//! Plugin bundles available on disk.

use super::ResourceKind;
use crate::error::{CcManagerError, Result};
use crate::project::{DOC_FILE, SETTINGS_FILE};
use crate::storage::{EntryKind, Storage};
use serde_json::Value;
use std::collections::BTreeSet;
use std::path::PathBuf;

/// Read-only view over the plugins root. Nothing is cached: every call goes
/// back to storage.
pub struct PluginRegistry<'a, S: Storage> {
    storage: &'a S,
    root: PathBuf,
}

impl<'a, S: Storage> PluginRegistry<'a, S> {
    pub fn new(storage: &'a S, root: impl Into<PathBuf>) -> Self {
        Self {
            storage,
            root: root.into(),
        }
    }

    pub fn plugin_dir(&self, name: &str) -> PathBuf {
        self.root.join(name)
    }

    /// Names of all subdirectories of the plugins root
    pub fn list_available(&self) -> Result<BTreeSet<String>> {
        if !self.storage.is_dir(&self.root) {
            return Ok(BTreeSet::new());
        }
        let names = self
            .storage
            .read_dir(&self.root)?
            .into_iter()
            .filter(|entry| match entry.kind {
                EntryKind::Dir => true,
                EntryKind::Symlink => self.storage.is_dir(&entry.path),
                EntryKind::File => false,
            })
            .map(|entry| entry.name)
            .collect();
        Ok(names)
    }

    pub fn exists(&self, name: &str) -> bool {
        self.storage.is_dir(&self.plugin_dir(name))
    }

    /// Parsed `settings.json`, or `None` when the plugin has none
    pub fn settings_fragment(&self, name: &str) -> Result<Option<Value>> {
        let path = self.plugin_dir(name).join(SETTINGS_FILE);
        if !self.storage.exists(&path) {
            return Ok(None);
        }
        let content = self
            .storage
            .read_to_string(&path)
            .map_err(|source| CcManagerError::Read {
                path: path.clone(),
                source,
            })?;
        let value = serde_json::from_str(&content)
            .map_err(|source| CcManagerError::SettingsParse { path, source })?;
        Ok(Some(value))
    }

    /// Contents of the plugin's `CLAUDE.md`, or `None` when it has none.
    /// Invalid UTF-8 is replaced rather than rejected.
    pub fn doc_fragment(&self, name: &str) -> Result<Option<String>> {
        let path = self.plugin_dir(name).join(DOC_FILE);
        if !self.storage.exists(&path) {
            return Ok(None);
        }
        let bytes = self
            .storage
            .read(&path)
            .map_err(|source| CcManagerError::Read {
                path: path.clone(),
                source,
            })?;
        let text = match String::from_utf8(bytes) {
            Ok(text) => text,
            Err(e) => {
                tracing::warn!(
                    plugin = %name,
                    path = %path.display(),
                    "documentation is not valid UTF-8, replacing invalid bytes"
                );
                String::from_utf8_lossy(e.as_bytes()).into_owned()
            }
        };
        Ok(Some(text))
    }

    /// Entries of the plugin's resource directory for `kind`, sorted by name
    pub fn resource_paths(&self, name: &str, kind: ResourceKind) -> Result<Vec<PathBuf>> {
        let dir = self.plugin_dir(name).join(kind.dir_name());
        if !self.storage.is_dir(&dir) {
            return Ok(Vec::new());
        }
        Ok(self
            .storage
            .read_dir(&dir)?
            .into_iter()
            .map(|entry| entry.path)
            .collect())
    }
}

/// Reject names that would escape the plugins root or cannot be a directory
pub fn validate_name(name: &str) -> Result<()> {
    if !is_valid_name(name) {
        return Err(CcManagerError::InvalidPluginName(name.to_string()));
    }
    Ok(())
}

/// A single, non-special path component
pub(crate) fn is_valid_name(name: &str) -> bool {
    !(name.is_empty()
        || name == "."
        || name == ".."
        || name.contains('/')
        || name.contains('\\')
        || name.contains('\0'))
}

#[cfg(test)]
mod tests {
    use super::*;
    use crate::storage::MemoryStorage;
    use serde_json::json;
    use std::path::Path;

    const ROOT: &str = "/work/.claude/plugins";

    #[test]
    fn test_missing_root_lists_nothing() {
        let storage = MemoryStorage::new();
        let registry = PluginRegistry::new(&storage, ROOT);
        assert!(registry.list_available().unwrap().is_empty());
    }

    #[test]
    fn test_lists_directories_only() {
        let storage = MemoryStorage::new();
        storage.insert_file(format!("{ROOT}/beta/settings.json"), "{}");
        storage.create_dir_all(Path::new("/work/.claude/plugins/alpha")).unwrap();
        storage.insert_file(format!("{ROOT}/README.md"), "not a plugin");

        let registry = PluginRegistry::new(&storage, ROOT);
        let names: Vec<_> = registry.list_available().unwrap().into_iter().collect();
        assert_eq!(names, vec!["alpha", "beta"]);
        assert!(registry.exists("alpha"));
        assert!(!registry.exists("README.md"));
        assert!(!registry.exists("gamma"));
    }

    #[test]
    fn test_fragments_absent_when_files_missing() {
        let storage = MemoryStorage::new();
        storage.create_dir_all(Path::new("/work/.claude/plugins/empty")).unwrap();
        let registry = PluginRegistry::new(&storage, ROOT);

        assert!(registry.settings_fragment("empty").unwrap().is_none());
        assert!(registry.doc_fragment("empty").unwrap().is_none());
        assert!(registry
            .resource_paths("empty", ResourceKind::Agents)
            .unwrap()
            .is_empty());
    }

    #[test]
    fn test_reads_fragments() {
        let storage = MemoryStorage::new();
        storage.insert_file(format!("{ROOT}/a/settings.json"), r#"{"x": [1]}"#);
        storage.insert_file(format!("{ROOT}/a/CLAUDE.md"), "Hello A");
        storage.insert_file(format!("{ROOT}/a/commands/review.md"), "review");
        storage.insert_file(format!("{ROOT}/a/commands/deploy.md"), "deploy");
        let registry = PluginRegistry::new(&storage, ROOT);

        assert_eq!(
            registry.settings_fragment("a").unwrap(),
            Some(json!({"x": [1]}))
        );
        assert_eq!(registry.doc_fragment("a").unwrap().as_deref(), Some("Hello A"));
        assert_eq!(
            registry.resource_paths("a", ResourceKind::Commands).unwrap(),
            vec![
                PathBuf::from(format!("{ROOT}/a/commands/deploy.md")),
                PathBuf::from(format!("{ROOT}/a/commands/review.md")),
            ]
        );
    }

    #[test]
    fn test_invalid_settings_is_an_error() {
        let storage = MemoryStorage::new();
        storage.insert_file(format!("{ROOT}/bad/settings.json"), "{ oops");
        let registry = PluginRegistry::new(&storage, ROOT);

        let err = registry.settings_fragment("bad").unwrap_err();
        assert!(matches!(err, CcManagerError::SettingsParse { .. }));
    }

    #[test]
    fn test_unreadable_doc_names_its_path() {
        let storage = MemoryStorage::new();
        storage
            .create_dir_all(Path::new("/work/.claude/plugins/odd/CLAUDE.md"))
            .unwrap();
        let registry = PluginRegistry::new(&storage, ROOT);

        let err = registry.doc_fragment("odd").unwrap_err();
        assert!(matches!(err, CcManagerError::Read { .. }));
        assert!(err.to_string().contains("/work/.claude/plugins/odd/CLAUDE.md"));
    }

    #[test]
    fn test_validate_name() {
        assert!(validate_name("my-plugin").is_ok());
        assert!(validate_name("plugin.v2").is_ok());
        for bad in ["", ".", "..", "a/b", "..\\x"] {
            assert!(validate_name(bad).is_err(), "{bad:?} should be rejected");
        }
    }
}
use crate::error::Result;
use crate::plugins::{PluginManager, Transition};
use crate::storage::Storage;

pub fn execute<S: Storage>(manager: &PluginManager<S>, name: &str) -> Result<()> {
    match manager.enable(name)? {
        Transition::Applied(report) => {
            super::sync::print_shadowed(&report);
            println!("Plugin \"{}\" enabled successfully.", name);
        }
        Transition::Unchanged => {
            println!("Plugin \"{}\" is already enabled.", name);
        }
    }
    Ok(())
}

+++

**Task objective**
From the listing, reproduce every line where the word "PluginManager" is present.

**Answer for the task**
use crate::plugins::{PluginManager, Transition};
pub fn execute<S: Storage>(manager: &PluginManager<S>, name: &str) -> Result<()> {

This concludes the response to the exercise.